> **Exercise description**
Check every line of the records below for the string "ZlibEncoder" and copy the ones that have it.

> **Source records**
════════════════════
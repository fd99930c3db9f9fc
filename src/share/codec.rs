//! Trip <-> URL-safe compressed token.
//!
//! A token is the trip's JSON, zlib-compressed, base64-encoded, with `+`
//! and `/` swapped for `-` and `_` and the `=` padding stripped.

use base64::{engine::general_purpose::STANDARD, Engine};
use flate2::read::ZlibDecoder;
use flate2::write::ZlibEncoder;
use flate2::Compression;
use serde_json::Value;
use std::fmt;
use std::io::{self, Read, Write};

use crate::models::{migrate_trip, MigrationError, Trip};

/// Upper bound on the inflated size of a token.
const MAX_INFLATED_BYTES: u64 = 8 * 1024 * 1024;

/// Encodes a trip as a share token.
pub fn encode(trip: &Trip) -> Result<String, EncodeError> {
    let json = serde_json::to_vec(trip).map_err(EncodeError::Json)?;

    let mut encoder = ZlibEncoder::new(Vec::new(), Compression::default());
    encoder.write_all(&json).map_err(EncodeError::Compress)?;
    let compressed = encoder.finish().map_err(EncodeError::Compress)?;

    Ok(to_url_safe(&STANDARD.encode(compressed)))
}

/// Decodes a share token back into a trip.
///
/// Tokens made by older versions are migrated like stored records.
pub fn decode(token: &str) -> Result<Trip, DecodeError> {
    let compressed = STANDARD
        .decode(from_url_safe(token.trim()))
        .map_err(DecodeError::Base64)?;

    let mut json = String::new();
    ZlibDecoder::new(compressed.as_slice())
        .take(MAX_INFLATED_BYTES)
        .read_to_string(&mut json)
        .map_err(DecodeError::Inflate)?;

    let value: Value = serde_json::from_str(&json).map_err(DecodeError::Json)?;
    migrate_trip(value).map_err(DecodeError::Record)
}

fn to_url_safe(base64: &str) -> String {
    base64
        .replace('+', "-")
        .replace('/', "_")
        .trim_end_matches('=')
        .to_string()
}

fn from_url_safe(token: &str) -> String {
    let mut base64 = token.replace('-', "+").replace('_', "/");
    while base64.len() % 4 != 0 {
        base64.push('=');
    }
    base64
}

#[derive(Debug)]
pub enum EncodeError {
    Json(serde_json::Error),
    Compress(io::Error),
}

impl fmt::Display for EncodeError {
    fn fmt(&self, f: &mut fmt::Formatter<'_>) -> fmt::Result {
        match self {
            EncodeError::Json(e) => write!(f, "Failed to serialize trip: {}", e),
            EncodeError::Compress(e) => write!(f, "Failed to compress trip: {}", e),
        }
    }
}

impl std::error::Error for EncodeError {}

/// A share token that could not be turned back into a trip.
#[derive(Debug)]
pub enum DecodeError {
    Base64(base64::DecodeError),
    Inflate(io::Error),
    Json(serde_json::Error),
    Record(MigrationError),
}

impl fmt::Display for DecodeError {
    fn fmt(&self, f: &mut fmt::Formatter<'_>) -> fmt::Result {
        match self {
            DecodeError::Base64(e) => write!(f, "Share link is not valid base64: {}", e),
            DecodeError::Inflate(e) => write!(f, "Share link could not be decompressed: {}", e),
            DecodeError::Json(e) => write!(f, "Share link does not contain valid JSON: {}", e),
            DecodeError::Record(e) => write!(f, "Share link does not contain a trip: {}", e),
        }
    }
}

impl std::error::Error for DecodeError {
    fn source(&self) -> Option<&(dyn std::error::Error + 'static)> {
        match self {
            DecodeError::Base64(e) => Some(e),
            DecodeError::Inflate(e) => Some(e),
            DecodeError::Json(e) => Some(e),
            DecodeError::Record(e) => Some(e),
        }
    }
}
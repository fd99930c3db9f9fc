//! Edits to a single trip's days, items and memo.
//!
//! The editor never mutates the trip it was given; each operation returns
//! the edited copy for the caller to store or push.

use chrono::{NaiveDate, NaiveTime};
use std::fmt;

use crate::models::{DayPlan, ItineraryItem, Trip};

/// Form input for a new itinerary item.
#[derive(Debug, Clone, Default, PartialEq, Eq)]
pub struct NewItem {
    pub time: String,
    pub title: String,
    pub description: String,
    pub link: Option<String>,
}

impl NewItem {
    pub fn new(time: impl Into<String>, title: impl Into<String>) -> Self {
        Self {
            time: time.into(),
            title: title.into(),
            ..Self::default()
        }
    }

    pub fn with_description(mut self, description: impl Into<String>) -> Self {
        self.description = description.into();
        self
    }

    pub fn with_link(mut self, link: impl Into<String>) -> Self {
        self.link = Some(link.into());
        self
    }
}

pub struct ItineraryEditor<'a> {
    trip: &'a Trip,
    read_only: bool,
}

impl<'a> ItineraryEditor<'a> {
    pub fn new(trip: &'a Trip) -> Self {
        Self {
            trip,
            read_only: false,
        }
    }

    /// An editor that rejects every change.
    pub fn read_only(trip: &'a Trip) -> Self {
        Self {
            trip,
            read_only: true,
        }
    }

    pub fn trip(&self) -> &Trip {
        self.trip
    }

    pub fn is_read_only(&self) -> bool {
        self.read_only
    }

    /// Adds a user-entered item to the day at `date`.
    ///
    /// Time and title are required; the time is normalized to `HH:MM`.
    pub fn add_item(&self, date: NaiveDate, item: NewItem) -> Result<Trip, EditError> {
        self.ensure_writable()?;

        let title = item.title.trim();
        if title.is_empty() {
            return Err(EditError::MissingField("title"));
        }
        let time = normalize_time(&item.time)?;

        let mut new_item = ItineraryItem::new(time, title).with_description(item.description);
        if let Some(link) = item.link.filter(|link| !link.trim().is_empty()) {
            new_item = new_item.with_link(link.trim());
        }

        self.edit_day(date, |day| {
            day.insert(new_item);
            Ok(())
        })
    }

    /// Adds accepted suggestions to the day at `date` without validating them.
    pub fn add_suggested_items(
        &self,
        date: NaiveDate,
        items: Vec<ItineraryItem>,
    ) -> Result<Trip, EditError> {
        self.ensure_writable()?;
        self.edit_day(date, |day| {
            day.extend(items);
            Ok(())
        })
    }

    pub fn delete_item(&self, date: NaiveDate, item_id: &str) -> Result<Trip, EditError> {
        self.ensure_writable()?;
        self.edit_day(date, |day| {
            day.remove(item_id)
                .map(|_| ())
                .ok_or_else(|| EditError::UnknownItem(item_id.to_string()))
        })
    }

    pub fn set_memo(&self, memo: impl Into<String>) -> Result<Trip, EditError> {
        self.ensure_writable()?;
        let mut trip = self.trip.clone();
        trip.memo = memo.into();
        Ok(trip)
    }

    fn ensure_writable(&self) -> Result<(), EditError> {
        if self.read_only {
            return Err(EditError::ReadOnly);
        }
        Ok(())
    }

    fn edit_day<F>(&self, date: NaiveDate, f: F) -> Result<Trip, EditError>
    where
        F: FnOnce(&mut DayPlan) -> Result<(), EditError>,
    {
        let mut trip = self.trip.clone();
        let day = trip.day_mut(date).ok_or(EditError::UnknownDay(date))?;
        f(day)?;
        Ok(trip)
    }
}

fn normalize_time(time: &str) -> Result<String, EditError> {
    let time = time.trim();
    if time.is_empty() {
        return Err(EditError::MissingField("time"));
    }
    NaiveTime::parse_from_str(time, "%H:%M")
        .map(|t| t.format("%H:%M").to_string())
        .map_err(|_| EditError::InvalidTime(time.to_string()))
}

#[derive(Debug, Clone, PartialEq, Eq)]
pub enum EditError {
    /// The trip is a read-only snapshot.
    ReadOnly,
    /// No trip is open for editing.
    NoTripSelected,
    /// The trip has no day with this date.
    UnknownDay(NaiveDate),
    /// The day has no item with this id.
    UnknownItem(String),
    /// A required field was empty.
    MissingField(&'static str),
    /// Time was not `HH:MM`.
    InvalidTime(String),
}

impl fmt::Display for EditError {
    fn fmt(&self, f: &mut fmt::Formatter<'_>) -> fmt::Result {
        match self {
            EditError::ReadOnly => write!(f, "This trip is read-only"),
            EditError::NoTripSelected => write!(f, "No trip is open"),
            EditError::UnknownDay(date) => write!(f, "Trip has no day {}", date),
            EditError::UnknownItem(id) => write!(f, "No item with id {}", id),
            EditError::MissingField(field) => write!(f, "Item {} must not be empty", field),
            EditError::InvalidTime(time) => {
                write!(f, "Invalid time '{}'. Use HH:MM.", time)
            }
        }
    }
}

impl std::error::Error for EditError {}
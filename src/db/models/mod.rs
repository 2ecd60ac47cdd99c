pub mod camera_models;
pub mod incident_models;
pub mod user_models;

pub use camera_models::{Camera, CameraWithIncidents};
pub use incident_models::{Incident, IncidentWithCamera};
pub use user_models::{NewUser, User};
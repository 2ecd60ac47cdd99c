use anyhow::Result;
use log::info;
use secure_sight::api::rest::RestApi;
use secure_sight::config;
use secure_sight::db::DatabaseService;
use std::path::PathBuf;
use std::sync::Arc;

#[tokio::main]
async fn main() -> Result<()> {
    // Optional config file path as the only CLI argument
    let config_path = std::env::args().nth(1).map(PathBuf::from);
    let config = config::load_config(config_path.as_deref())?;

    env_logger::Builder::from_env(
        env_logger::Env::default().default_filter_or(config.api.log_level.as_str()),
    )
    .init();

    info!("Starting SecureSight incident API");

    let db = DatabaseService::new(&config.database).await?;

    let api = RestApi::new(&config.api, &config.cors, Arc::clone(&db.pool))?;
    info!("CORS enabled for: {:?}", config.cors.allowed_origins());

    // Blocks until an interrupt signal; in-flight requests drain first.
    api.run().await?;

    // Orderly disconnect from the store before exit.
    db.close().await;
    info!("Shutdown complete");

    Ok(())
}
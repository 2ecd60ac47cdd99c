pub mod cameras;
pub mod incidents;
pub mod users;
use crate::{
    db::models::camera_models::{Camera, CameraWithIncidents},
    db::models::incident_models::Incident,
    error::Error,
};
use anyhow::Result;
use sqlx::PgPool;
use std::sync::Arc;

/// Cameras repository for handling camera operations
#[derive(Clone)]
pub struct CamerasRepository {
    pool: Arc<PgPool>,
}

impl CamerasRepository {
    /// Create a new cameras repository
    pub fn new(pool: Arc<PgPool>) -> Self {
        Self { pool }
    }

    /// Get all cameras, each with its incidents nested newest-created first
    pub async fn get_all_with_incidents(&self) -> Result<Vec<CameraWithIncidents>> {
        let cameras = sqlx::query_as::<_, Camera>(
            r#"
            SELECT id, name, location, created_at
            FROM cameras
            ORDER BY id
            "#,
        )
        .fetch_all(&*self.pool)
        .await
        .map_err(|e| Error::Database(format!("Failed to get all cameras: {}", e)))?;

        let incidents = sqlx::query_as::<_, Incident>(
            r#"
            SELECT id, camera_id, type, ts_start, ts_end, thumbnail_url, resolved, created_at
            FROM incidents
            ORDER BY created_at DESC
            "#,
        )
        .fetch_all(&*self.pool)
        .await
        .map_err(|e| Error::Database(format!("Failed to get camera incidents: {}", e)))?;

        // Group incidents under their cameras, preserving the created_at
        // ordering within each group.
        let mut result: Vec<CameraWithIncidents> = cameras
            .into_iter()
            .map(|camera| CameraWithIncidents {
                camera,
                incidents: Vec::new(),
            })
            .collect();

        for incident in incidents {
            if let Some(entry) = result
                .iter_mut()
                .find(|entry| entry.camera.id == incident.camera_id)
            {
                entry.incidents.push(incident);
            }
        }

        Ok(result)
    }
}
════════════════════
> **Response area**
use flate2::write::ZlibEncoder;
    let mut encoder = ZlibEncoder::new(Vec::new(), Compression::default());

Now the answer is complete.